J’ai tiré la chaise du secrétaire et me suis assise.
Tessa s’était blottie dans les coussins orientaux, sur le lit à baldaquin. En
la regardant, je me suis dit qu’elle devait avoir l’habitude. Elle y avait
dormi aussi bien avec Pontus qu’avec Carl Henrik, elle avait changé et lavé
les draps.
Je me souviens exactement où nous étions placés : Pontus dans un
confortable fauteuil à oreilles, Tessa sur le lit, moi sur la chaise du
secrétaire et Andreas debout devant la porte, prêt à quitter la scène. Comme
si on nous avait demandé de choisir la place qui nous correspondait le
mieux.
Tessa a expliqué aux garçons qu’il était possible d’arrêter les soins
prodigués à Florence si nous le souhaitions.
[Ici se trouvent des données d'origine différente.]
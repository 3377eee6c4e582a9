//! Nearest-neighbor construction with speculative waypoint detours.
//!
//! Starting from the start point, repeatedly moves to the cheapest
//! unvisited point under the discovery-aware distance. While discovery is
//! on, each step also weighs walking through an undiscovered waypoint on
//! the way: the detour's walking cost minus the waypoint's amortized future
//! value. A winning detour is spliced in as an explicit waypoint stop.

use teleroute_core::geometry::euclidean_distance;
use teleroute_core::{Point, RouteMetric};

use crate::detour::detour_candidates;
use crate::tour::straight_tour;

/// Builds a tour by always moving to the cheapest next point.
pub fn nearest_neighbor(
    metric: &RouteMetric<'_>,
    start: &Point,
    destination: Option<&Point>,
    points: &[Point],
) -> Vec<Point> {
    if points.is_empty() {
        return straight_tour(start, points, destination);
    }

    let discovery = metric.discovery();
    let mut state = discovery.fresh_state();
    let mut remaining: Vec<Point> = points.to_vec();
    let mut path = Vec::with_capacity(points.len() + 2);
    let mut current = *start;
    path.push(current);
    discovery.discover_at(&current, &mut state);

    while !remaining.is_empty() {
        let detours = detour_candidates(metric, &remaining, &state);

        let mut best_idx = None;
        let mut best_detour = None;
        let mut best_cost = f64::INFINITY;

        for (idx, point) in remaining.iter().enumerate() {
            let direct = metric.distance(&current, point, &state);

            for detour in &detours {
                let walk = euclidean_distance(current.position(), detour.waypoint.position())
                    + euclidean_distance(detour.waypoint.position(), point.position());
                let effective = walk - detour.credit;
                if effective < direct && effective < best_cost {
                    best_cost = effective;
                    best_idx = Some(idx);
                    best_detour = Some(detour.waypoint);
                }
            }

            if direct < best_cost {
                best_cost = direct;
                best_idx = Some(idx);
                best_detour = None;
            }
        }

        // Every option is infinite (an AND-mode end with no known hub yet):
        // walk to the first remaining point anyway.
        let next = remaining.remove(best_idx.unwrap_or(0));

        if let Some(waypoint) = best_detour {
            let stop = waypoint.as_explicit_visit();
            discovery.discover_along(&current, &stop, &mut state);
            path.push(stop);
            current = stop;
            discovery.discover_at(&current, &mut state);
        }

        discovery.discover_along(&current, &next, &mut state);
        path.push(next);
        current = next;
        discovery.discover_at(&current, &mut state);
    }

    path.extend(destination.copied());
    path
}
— Ça prendra combien de temps, a voulu savoir Pontus.
— Avant qu’elle meure ? Entre deux jours et deux semaines, d’après
l’infirmière. Elle ne sera plus nourrie ni hydratée. Ils se contenteront
d’humecter ses lèvres avec une compresse humide.
— Elle va donc mourir de faim et de soif ? me suis-je émue.
— Elle ne sent rien. Elle est dans le coma, a rétorqué Pontus d’un ton
sec.
— Martina et moi devrons d’abord signer un document. Puis, c’est un
médecin qui prendra la décision finale. On peut y aller demain.
Pontus a approuvé d’un hochement de tête.
— Si je comprends bien, c’est l’hôpital qui vous en a parlé ? Ce n’est pas
vous qui l’avez suggéré ?
— Non, c’est l’infirmière qui a évoqué cette possibilité, a confirmé
Tessa. Apparemment, c’est très courant. Elle nous a demandé d’y réfléchir.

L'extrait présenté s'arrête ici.